Ils s'installent dans la file des danseurs. Jane échange trois mots avec sa sœur sur son cavalier. Jane lui fait un sourire en coin avant de retourner son attention sur son prince charmant. Lizzie regarde autour d'elle comment sa famille se débrouille. Elle voit Charlotte qui se fait inviter à danser par l'un de leur voisin.

Ses deux plus jeunes sœur Lydia et Kitty sont elles aussi en piste, tout en haut, l'une avec un frère de Charlotte, l'autre avec un jeune voisin. Mary quant à elle est près des musiciens, toujours intéressée pour apprendre de nouveaux morceaux et prête à les relayer.

Lizzie regarde à nouveau son compagnon de danse. Il l'observe toujours. N'est-elle pas assez droite, pas assez jolie ? Certes, il a déjà fait référence à cet aspect, mais elle aurait pu croire qu'il lui aurait pardonné. Pourquoi a-t-il accepté la mise en scène de Sir Williams d'ailleurs ? Il aurait pu, non, il aurait dû lui dire de manière cordiale d'aller se faire voir. Après tout, Mr Darcy a déjà prouvé qu'il n'est pas contre le fait d'insulter les gens devant eux…
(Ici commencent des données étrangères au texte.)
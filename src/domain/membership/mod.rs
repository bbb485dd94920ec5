//! Membership module - join requests and the membership lifecycle.
//!
//! # Module Structure
//!
//! - `join_request` - JoinRequest aggregate
//! - `status` - JoinRequestStatus state machine
//! - `lifecycle` - request, respond, change role, remove
//! - `custom_roles` - create and delete club-specific roles
//! - `events` - Membership domain events

mod custom_roles;
pub mod events;
mod join_request;
mod lifecycle;
mod status;

pub use custom_roles::{create_custom_role, delete_custom_role};
pub use events::{
    JoinRequestApproved, JoinRequestRejected, JoinRequested, MemberRemoved, MemberRoleChanged,
};
pub use join_request::JoinRequest;
pub use lifecycle::{
    change_role, remove_membership, request_join, respond_to_request, JoinDecision, JoinResponse,
};
pub use status::JoinRequestStatus;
Lizzie cherche à comprendre comment il fonctionne, cet homme, et elle échoue. C'est pourtant son passe-temps favori.

« Vous allez rester silencieux encore longtemps ? »

Elle n'aime pas le silence. Du moins pas sur la piste de danse. C'est fait pour socialiser, pour rencontrer les gens, pour se montrer sous le meilleur jour. Et quoi qu'en dises sa mère, ce n'est pas quand elle est silencieuse qu'elle est sous son meilleur jour possible. Elle est fade.
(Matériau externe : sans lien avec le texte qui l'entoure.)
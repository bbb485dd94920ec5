//! Club event aggregate.
//!
//! An event is proposed by a club member, decided once by the club's
//! coordinator, and once approved collects student registrations.

use chrono::{NaiveDate, NaiveTime};
use serde::{Deserialize, Serialize};

use crate::domain::foundation::{
    ClubEventId, ClubId, StateMachine, Timestamp, UserId, ValidationError,
};

use super::EventStatus;

/// A named external link shown with an event (tickets, slides, forms).
#[derive(Debug, Clone, PartialEq, Eq, Serialize, Deserialize)]
pub struct EventLink {
    pub name: String,
    pub url: String,
}

/// Proposal input as entered by the proposer.
#[derive(Debug, Clone, Default, PartialEq, Eq)]
pub struct EventDetails {
    pub title: String,
    pub description: String,
    /// `YYYY-MM-DD`
    pub date: String,
    /// `HH:MM`
    pub time: String,
    pub location: String,
    pub image: Option<String>,
    pub links: Vec<EventLink>,
}

#[derive(Debug, Clone, PartialEq, Eq, Serialize, Deserialize)]
#[serde(rename_all = "camelCase")]
pub struct ClubEvent {
    pub id: ClubEventId,
    pub title: String,
    #[serde(default)]
    pub description: String,
    pub date: NaiveDate,
    #[serde(with = "hh_mm")]
    pub time: NaiveTime,
    pub location: String,
    #[serde(default)]
    pub image: String,
    pub club_id: ClubId,
    #[serde(default)]
    pub registered_users: Vec<UserId>,
    pub status: EventStatus,
    #[serde(default, skip_serializing_if = "Option::is_none")]
    pub proposed_by: Option<UserId>,
    #[serde(default, skip_serializing_if = "Option::is_none")]
    pub proposed_at: Option<Timestamp>,
    #[serde(default, skip_serializing_if = "Option::is_none")]
    pub approved_at: Option<Timestamp>,
    #[serde(default, skip_serializing_if = "Option::is_none")]
    pub rejected_at: Option<Timestamp>,
    #[serde(default, skip_serializing_if = "Vec::is_empty")]
    pub links: Vec<EventLink>,
}

impl ClubEvent {
    /// Creates a proposed event with no registrations.
    pub fn propose(
        id: ClubEventId,
        club_id: ClubId,
        proposer: UserId,
        details: EventDetails,
        now: Timestamp,
    ) -> Result<Self, ValidationError> {
        let title = required("title", &details.title)?;
        let location = required("location", &details.location)?;
        let date = parse_date(&required("date", &details.date)?)?;
        let time = parse_time(&required("time", &details.time)?)?;

        let links = details
            .links
            .into_iter()
            .map(|l| EventLink {
                name: l.name.trim().to_string(),
                url: l.url.trim().to_string(),
            })
            .filter(|l| !l.url.is_empty())
            .collect();

        Ok(Self {
            id,
            title,
            description: details.description.trim().to_string(),
            date,
            time,
            location,
            image: details.image.map(|i| i.trim().to_string()).unwrap_or_default(),
            club_id,
            registered_users: Vec::new(),
            status: EventStatus::Proposed,
            proposed_by: Some(proposer),
            proposed_at: Some(now),
            approved_at: None,
            rejected_at: None,
            links,
        })
    }

    pub fn approve(&mut self, now: Timestamp) -> Result<(), ValidationError> {
        self.status = self.status.transition_to(EventStatus::Approved)?;
        self.approved_at = Some(now);
        Ok(())
    }

    pub fn reject(&mut self, now: Timestamp) -> Result<(), ValidationError> {
        self.status = self.status.transition_to(EventStatus::Rejected)?;
        self.rejected_at = Some(now);
        Ok(())
    }

    pub fn is_registered(&self, user_id: &UserId) -> bool {
        self.registered_users.contains(user_id)
    }

    /// Appends the user. Returns false if already registered.
    pub fn register(&mut self, user_id: UserId) -> bool {
        if self.is_registered(&user_id) {
            return false;
        }
        self.registered_users.push(user_id);
        true
    }

    /// Removes the user. Returns false if they were not registered.
    pub fn withdraw(&mut self, user_id: &UserId) -> bool {
        let before = self.registered_users.len();
        self.registered_users.retain(|u| u != user_id);
        before != self.registered_users.len()
    }

    /// On or after `today`.
    pub fn is_upcoming(&self, today: NaiveDate) -> bool {
        self.date >= today
    }
}

fn required(field: &str, value: &str) -> Result<String, ValidationError> {
    let trimmed = value.trim();
    if trimmed.is_empty() {
        return Err(ValidationError::empty_field(field));
    }
    Ok(trimmed.to_string())
}

fn parse_date(raw: &str) -> Result<NaiveDate, ValidationError> {
    NaiveDate::parse_from_str(raw, "%Y-%m-%d")
        .map_err(|_| ValidationError::invalid_format("date", "expected YYYY-MM-DD"))
}

fn parse_time(raw: &str) -> Result<NaiveTime, ValidationError> {
    hh_mm::parse(raw).ok_or_else(|| ValidationError::invalid_format("time", "expected HH:MM"))
}

/// `HH:MM` wire format. Reads `HH:MM:SS` too.
mod hh_mm {
    use chrono::NaiveTime;
    use serde::{de, Deserialize, Deserializer, Serializer};

    pub fn parse(raw: &str) -> Option<NaiveTime> {
        NaiveTime::parse_from_str(raw, "%H:%M")
            .or_else(|_| NaiveTime::parse_from_str(raw, "%H:%M:%S"))
            .ok()
    }

    pub fn serialize<S: Serializer>(time: &NaiveTime, serializer: S) -> Result<S::Ok, S::Error> {
        serializer.serialize_str(&time.format("%H:%M").to_string())
    }

    pub fn deserialize<'de, D: Deserializer<'de>>(deserializer: D) -> Result<NaiveTime, D::Error> {
        let raw = String::deserialize(deserializer)?;
        parse(raw.trim()).ok_or_else(|| de::Error::custom(format!("invalid time '{}'", raw)))
    }
}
« Vous parlez par obligation, ou parce que c'est dans votre nature, Miss Elizabeth ?

— Parce… Parce qu'il le faut. »

C'est trop loin de ce qu'elle a voulu dire. Cet homme lui fait perdre ses moyens, elle n'arrive pas à penser à ce qu'elle doit dire. Quand elle croise son regard, elle discerne seulement de la gravité.
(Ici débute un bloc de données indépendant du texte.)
//! Four-digit sign-in PIN.

use secrecy::{ExposeSecret, SecretString};
use subtle::ConstantTimeEq;

use crate::domain::foundation::ValidationError;

/// PIN assumed for any account without an explicit entry.
pub const DEFAULT_PIN: &str = "0000";

/// A validated PIN: exactly four ASCII digits.
#[derive(Clone, PartialEq, Eq)]
pub struct Pin(String);

impl Pin {
    pub fn parse(raw: &str) -> Result<Self, ValidationError> {
        if raw.len() != 4 || !raw.bytes().all(|b| b.is_ascii_digit()) {
            return Err(ValidationError::invalid_format(
                "pin",
                "PIN must be exactly 4 digits",
            ));
        }
        Ok(Self(raw.to_string()))
    }

    /// Parses a caller-supplied secret.
    pub fn from_secret(secret: &SecretString) -> Result<Self, ValidationError> {
        Self::parse(secret.expose_secret())
    }

    pub fn as_str(&self) -> &str {
        &self.0
    }
}

impl std::fmt::Debug for Pin {
    fn fmt(&self, f: &mut std::fmt::Formatter<'_>) -> std::fmt::Result {
        f.write_str("Pin(****)")
    }
}

/// Compares a candidate against the stored PIN (or the default) in constant
/// time with respect to the PIN contents.
pub fn verify_pin(stored: Option<&str>, candidate: &SecretString) -> bool {
    let expected = stored.unwrap_or(DEFAULT_PIN);
    expected
        .as_bytes()
        .ct_eq(candidate.expose_secret().as_bytes())
        .into()
}

#[cfg(test)]
mod tests {
    use super::*;

    fn secret(s: &str) -> SecretString {
        SecretString::new(s.to_string())
    }

    #[test]
    fn parse_accepts_four_digits() {
        assert_eq!(Pin::parse("4821").unwrap().as_str(), "4821");
    }

    #[test]
    fn parse_rejects_wrong_length_and_letters() {
        assert!(Pin::parse("123").is_err());
        assert!(Pin::parse("12345").is_err());
        assert!(Pin::parse("12a4").is_err());
        assert!(Pin::parse("١٢٣٤").is_err());
    }

    #[test]
    fn debug_does_not_leak() {
        assert_eq!(format!("{:?}", Pin::parse("1234").unwrap()), "Pin(****)");
    }

    #[test]
    fn verify_uses_default_when_unset() {
        assert!(verify_pin(None, &secret("0000")));
        assert!(!verify_pin(None, &secret("1111")));
    }

    #[test]
    fn verify_compares_stored_value() {
        assert!(verify_pin(Some("2468"), &secret("2468")));
        assert!(!verify_pin(Some("2468"), &secret("0000")));
        assert!(!verify_pin(Some("2468"), &secret("24680")));
    }
}
//! Club-specific roles defined by the coordinator.

use serde::{Deserialize, Serialize};

use crate::domain::foundation::{ClubId, CustomRoleId, Timestamp, ValidationError};

use super::BaseRole;

#[derive(Debug, Clone, PartialEq, Eq, Serialize, Deserialize)]
#[serde(rename_all = "camelCase")]
pub struct CustomRole {
    pub id: CustomRoleId,
    pub club_id: ClubId,
    pub name: String,
    #[serde(default)]
    pub description: String,
    pub created_at: Timestamp,
}

impl CustomRole {
    /// Validates the name. Uniqueness within the club is checked by the caller,
    /// which sees the club's other roles.
    pub fn define(
        id: CustomRoleId,
        club_id: ClubId,
        name: &str,
        description: &str,
        created_at: Timestamp,
    ) -> Result<Self, ValidationError> {
        let name = name.trim();
        if name.is_empty() {
            return Err(ValidationError::empty_field("name"));
        }
        if BaseRole::parse(name).is_some() {
            return Err(ValidationError::invalid_format(
                "name",
                format!("'{}' is a built-in role", name),
            ));
        }
        Ok(Self {
            id,
            club_id,
            name: name.to_string(),
            description: description.trim().to_string(),
            created_at,
        })
    }

    pub fn has_name(&self, name: &str) -> bool {
        self.name.trim().eq_ignore_ascii_case(name.trim())
    }
}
Mais qui peut donc être grave à une soirée ! C'est pas un enterrement ! C'est une fête.

Lizzie pousse un soupir à peine caché.

« Vous êtes anormale, Miss Elizabeth. A quoi est donc du ce soupir ? Vous n'aimez pas danser ? Vu votre énergie, j'aurais cru le contraire.

— Si j'aime danser, mais…

— Vous préfériez danser avec quelqu'un d'autre ?

— Oh, non, ce n'est pas ça.

— Même pas avec le Colonel ?

— Le Colonel ? Non, non…

— En général, il a toujours beaucoup plus de succès que moi-même. Enfin, il n'a pas mon domaine… Je… Désolé, Miss Elizabeth, je n'avais pas à dire cela. »

Il arrête de parler, Lizzie lève un regard inquisiteur vers lui. Mais rien de plus ne vient. Elle relance faiblement la discussion sur des sujets sans importance et il lui répond simplement par des monosyllabes. A croire qu'il n'a pas envie de lui parler.

Elle ne comprend décidément rien à cet homme, si ce n'est qu'il est désagréable par nature.